4. We cannot accept the contention of the petitioner that the acquisition proceedings have been lapsed under Section 11A of the Land Acquisition Act on the ground that award has not been passed even after the expiry of two years from the date of declaration under Section 6 of the Land Acquisition Act. The above mentioned point has already been considered by the Apex Court in Satendra Prasad Jain v. State of U.P. AIR 1993 SC 2517, wherein the Apex Court interpreting Section 11A held as follows:

“Ordinarily, the Government can take possession of the land proposed to be acquired only after an award of compensation in respect thereof has been made under Section 11. Upon the taking of possession the land vests in the Government, that is to say, the owner of the land loses to the Government the title to it. This is what Section 16 states. The provisions of Section 11-A are intended to benefit the land owner and ensure that the award is made within a period of two years from the date of the Section 6 declaration. In the ordinary case, therefore, when Government fails to make an award within two years of the declaration under Section 6, the land has still not vested in the Government and its title remains with the owner, the acquisition proceedings are still pending and, by virtue of the provisions of Section 11-A, lapse. When Section 17(1) is applied by reason of urgency, Government takes possession of the land prior to the making of the award under Section 11 and thereupon the owner is divested of the title to the land which is vested in the Government. Section 17(1) states so in unmistakable terms. Clearly, Section 11-A can have no application to cases of acquisitions under Section 17 because the lands have already vested in the Government and there is no provision in the said Act by which land statutorily vested in the Government can revert to the owner”.

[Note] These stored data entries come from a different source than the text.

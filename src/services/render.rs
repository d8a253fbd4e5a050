use chrono::NaiveDate;

use crate::domain::constants::MAX_SCORE;
use crate::domain::models::{ArticleDetail, ArticleView, BrandDetail};
use crate::services::config::DisplaySettings;

pub fn score_percent(score: f64) -> f64 {
    (score.clamp(0.0, MAX_SCORE) / MAX_SCORE) * 100.0
}

/// Star rating at half-star granularity, e.g. 4.5 → `★★★★½`.
pub fn stars(rating: f64, settings: &DisplaySettings) -> String {
    let halves = (rating.clamp(0.0, MAX_SCORE) * 2.0).round() as usize;
    let full = halves / 2;
    let half = halves % 2 == 1;
    let empty = 5 - full - usize::from(half);
    let (on, half_glyph, off) = if settings.ascii {
        ("*", "~", ".")
    } else {
        ("★", "½", "☆")
    };
    let mut out = on.repeat(full);
    if half {
        out.push_str(half_glyph);
    }
    out.push_str(&off.repeat(empty));
    out
}

/// Proportional meter: the filled share equals score/MAX_SCORE.
pub fn meter(score: f64, settings: &DisplaySettings) -> String {
    let width = settings.bar_width.max(1);
    let filled = ((score.clamp(0.0, MAX_SCORE) / MAX_SCORE) * width as f64).round() as usize;
    let filled = filled.min(width);
    let (on, off) = if settings.ascii { ("#", "-") } else { ("█", "░") };
    format!("[{}{}]", on.repeat(filled), off.repeat(width - filled))
}

/// `4` → `4/5`, `4.5` → `4.5/5`.
pub fn score_readout(score: f64) -> String {
    if score.fract() == 0.0 {
        format!("{}/5", score as i64)
    } else {
        format!("{:.1}/5", score)
    }
}

/// ISO `2024-03-15` → `March 15, 2024`. Timezone-free and idempotent;
/// an unparseable input is rendered verbatim.
pub fn format_long_date(iso: &str) -> String {
    match NaiveDate::parse_from_str(iso, "%Y-%m-%d") {
        Ok(date) => date.format("%B %-d, %Y").to_string(),
        Err(_) => iso.to_string(),
    }
}

pub fn render_article(view: &ArticleView, settings: &DisplaySettings) -> String {
    match view {
        ArticleView::Found(detail) => render_detail(detail, settings),
        ArticleView::NotFound { slug, hint } => format!("article not found: {}\n{}\n", slug, hint),
    }
}

fn render_detail(d: &ArticleDetail, settings: &DisplaySettings) -> String {
    let mut out = String::new();
    out.push_str(&format!("[{}] {}\n", d.pet_type.badge(), d.category));
    out.push_str(&format!("{}\n", d.title));
    out.push_str(&format!("{}\n\n", d.excerpt));
    out.push_str(&format!(
        "published {} · {} min read\n\n",
        d.published, d.read_time
    ));
    out.push_str(&format!(
        "{}  {}  {} overall\n",
        d.image,
        stars(d.rating, settings),
        score_readout(d.rating)
    ));
    if let Some(brand) = &d.brand {
        out.push_str(&format!(
            "brand: {} {} ({})\n",
            brand.logo, brand.name, brand.price_range
        ));
    }
    out.push('\n');
    out.push_str("pros:\n");
    for pro in &d.pros {
        out.push_str(&format!("  + {}\n", pro));
    }
    out.push_str("cons:\n");
    for con in &d.cons {
        out.push_str(&format!("  - {}\n", con));
    }
    out.push('\n');
    out.push_str("nutritional analysis:\n");
    out.push_str(&format!(
        "  protein {}%  fat {}%  fiber {}%\n",
        d.nutrition.protein_pct, d.nutrition.fat_pct, d.nutrition.fiber_pct
    ));
    out.push_str(&format!(
        "  main ingredients: {}\n\n",
        d.nutrition.main_ingredients.join(", ")
    ));
    out.push_str("verdict:\n");
    out.push_str(&format!("  {}\n\n", d.verdict));
    out.push_str("detailed scores:\n");
    for row in &d.scores {
        out.push_str(&format!(
            "  {:<14} {:>5} {} {:.0}%\n",
            row.label,
            score_readout(row.score),
            meter(row.score, settings),
            row.percent
        ));
    }
    out
}

pub fn render_brand(b: &BrandDetail, settings: &DisplaySettings) -> String {
    let mut out = String::new();
    out.push_str(&format!("{} {} ({})\n", b.logo, b.name, b.price_range));
    if b.reviews.is_empty() {
        out.push_str("no reviews yet\n");
    } else {
        out.push_str("reviews:\n");
        for r in &b.reviews {
            out.push_str(&format!(
                "  {}\t{}\t{}\n",
                r.slug,
                stars(r.rating, settings),
                r.title
            ));
        }
    }
    out
}

#[cfg(test)]
mod tests {
    use super::{format_long_date, meter, score_percent, score_readout, stars};
    use crate::services::config::DisplaySettings;

    fn settings(bar_width: usize, ascii: bool) -> DisplaySettings {
        DisplaySettings { bar_width, ascii }
    }

    #[test]
    fn percent_is_proportional_to_score() {
        assert_eq!(score_percent(4.0), 80.0);
        assert_eq!(score_percent(0.0), 0.0);
        assert_eq!(score_percent(5.0), 100.0);
        assert_eq!(score_percent(2.5), 50.0);
    }

    #[test]
    fn percent_clamps_out_of_range_input() {
        assert_eq!(score_percent(6.3), 100.0);
        assert_eq!(score_percent(-1.0), 0.0);
    }

    #[test]
    fn stars_render_at_half_granularity() {
        let s = settings(20, false);
        assert_eq!(stars(4.5, &s), "★★★★½");
        assert_eq!(stars(4.0, &s), "★★★★☆");
        assert_eq!(stars(0.0, &s), "☆☆☆☆☆");
        assert_eq!(stars(5.0, &s), "★★★★★");
    }

    #[test]
    fn meter_fill_matches_score_share() {
        let s = settings(10, false);
        assert_eq!(meter(4.0, &s), "[████████░░]");
        let ascii = settings(10, true);
        assert_eq!(meter(4.0, &ascii), "[########--]");
        assert_eq!(meter(0.0, &ascii), "[----------]");
        assert_eq!(meter(5.0, &ascii), "[##########]");
    }

    #[test]
    fn readout_drops_trailing_zero() {
        assert_eq!(score_readout(4.0), "4/5");
        assert_eq!(score_readout(4.5), "4.5/5");
    }

    #[test]
    fn long_date_is_stable_across_calls() {
        assert_eq!(format_long_date("2024-03-15"), "March 15, 2024");
        assert_eq!(format_long_date("2024-03-15"), "March 15, 2024");
        assert_eq!(format_long_date("2023-11-27"), "November 27, 2023");
    }

    #[test]
    fn unparseable_date_passes_through() {
        assert_eq!(format_long_date("coming soon"), "coming soon");
    }
}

The above mentioned decision would indicate that Section 17(3-A) postulates that the owner will be offered an amount equivalent to 80% of the estimated compensation for the land before the Government takes possession of it under Section 17(1). Section 11-A cannot be so construed as to leave the Government holding title to the land without the obligation to determine compensation, make an award and pay to the owner the difference between the amount of the award and the amount of 80% of the estimated compensation.

5. We therefore hold that since land has already been taken possession it cannot be said that the land acquisition proceedings have been lapsed and the said contention of the counsel cannot stand. Under such circumstance we find no infirmity in the judgment of the learned Single Judge. All the same as we have held that petitioner will be entitled to get interest at the rate of 12% per annum for the delayed payment of 80% of the compensation as ordered by us.

Writ Appeal is disposed of as above.